## Precalculus: Concepts Through Functions, A Unit Circle Approach to Trigonometry (3rd Edition)

The system of equations is: $\quad \quad \begin{array}{llll} &\quad x &- &3y &+ &3z & =-5\\ &-4x &- &5y &- &3z & =-5\\ &-3x &- &2y &+& 4z & = \space 6 \end{array}$ Performing theh indicated operations yield: $\quad \left[\begin{array}{ccc|c} {1}&{-3}&{3}&{-5}\\ {0}&{-17}&{9}&{-25}\\ {0}&{-11}&{13}&{-9}\end{array}\right]$
The standard form of a linear equation can be expressed as: $a_{i1}x_{1}+a_{i2}x_{2}+..........+a_{in}x_{n}=b_{i}$ where, the index $i$ indicates that it is the i-th equation of a system of equations. In order to write the augmented matrix $[A|B]$ of a system of equations in standard form, we must follow some important points: 1. To express a system in matrix form, we must extract the coefficients of the variables and constants. 2. Draw a vertical line to separate the coefficient entries from the constants (essentially replacing the equal signs). 3. The entries of the coefficient matrix $A=[a_{ij}]$ must be placed to the left of the lline. 4. The constants of the $B=[b_{i}]$ must be placed to the right of the line.
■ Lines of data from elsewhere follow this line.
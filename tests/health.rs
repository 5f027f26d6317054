use farm_market_api::routes::health::health_check;

#[tokio::test]
async fn health_check_returns_ok() {
    let response = health_check().await;
    assert_eq!(response.0.message, "Health check");

    let data = response.0.data.expect("health data");
    assert_eq!(data.status, "ok");
    assert_eq!(data.service, "farm-market-api");
    assert!(!data.version.is_empty());
}
use sea_orm::entity::prelude::*;

#[derive(Clone, Debug, PartialEq, DeriveEntityModel)]
#[sea_orm(table_name = "products")]
pub struct Model {
    #[sea_orm(primary_key)]
    pub id: i64,
    pub farmer_id: i64,
    pub category_id: i64,
    pub name: String,
    pub description: Option<String>,
    #[sea_orm(column_type = "Decimal(Some((10, 2)))")]
    pub price: Decimal,
    #[sea_orm(column_type = "Decimal(Some((10, 2)))", nullable)]
    pub discount_price: Option<Decimal>,
    pub is_discount: bool,
    pub stock: i32,
    pub sales_count: i32,
    pub status: i32,
    pub image_url: Option<String>,
    pub created_at: DateTimeWithTimeZone,
}

#[derive(Copy, Clone, Debug, EnumIter, DeriveRelation)]
pub enum Relation {
    #[sea_orm(
        belongs_to = "super::users::Entity",
        from = "Column::FarmerId",
        to = "super::users::Column::Id"
    )]
    Farmer,
    #[sea_orm(
        belongs_to = "super::categories::Entity",
        from = "Column::CategoryId",
        to = "super::categories::Column::Id"
    )]
    Categories,
    #[sea_orm(has_many = "super::orders::Entity")]
    Orders,
    #[sea_orm(has_many = "super::cart_items::Entity")]
    CartItems,
    #[sea_orm(has_many = "super::favorites::Entity")]
    Favorites,
    #[sea_orm(has_many = "super::reviews::Entity")]
    Reviews,
    #[sea_orm(has_many = "super::carousel_items::Entity")]
    CarouselItems,
}

impl Related<super::users::Entity> for Entity {
    fn to() -> RelationDef {
        Relation::Farmer.def()
    }
}

impl Related<super::categories::Entity> for Entity {
    fn to() -> RelationDef {
        Relation::Categories.def()
    }
}

impl Related<super::orders::Entity> for Entity {
    fn to() -> RelationDef {
        Relation::Orders.def()
    }
}

impl ActiveModelBehavior for ActiveModel {}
We can write the system as an augmented matrix $[A|B]$ as follows: $\left\{\begin{array}{llll} x & -3y & +3z & =-5\\ -4x & -5y & -3z & =-5\\ -3x & -2y & +4z & =6 \end{array}\right. \rightarrow\left[\begin{array}{rrr|r} {1}&{-3}&{3}&{-5}\\ {-4}&{-5}&{-3}&{-5}\\ {-3}&{-2}&{4}&{6}\end{array}\right]$ We perform the row operations as: $R_{2}=4r_{1}+r_{2}$ $R_{3}=3r_{1}+r_{3}$ $=\left[\begin{array}{ccc|c} {1} &{-3} &{3} &{-5}\\ {4(1)-4}&{4(-3)-5}&{4(3)-3}&{4(-5)-5}\\ {3(1)-3}&{3(-3)-2}&{3(3)+4}&{3(-5)+6}\end{array}\right]$ $=\left[\begin{array}{ccc|c} {1}&{-3}&{3}&{-5}\\ {0}&{-17}&{9}&{-25}\\ {0}&{-11}&{13}&{-9}\end{array}\right]$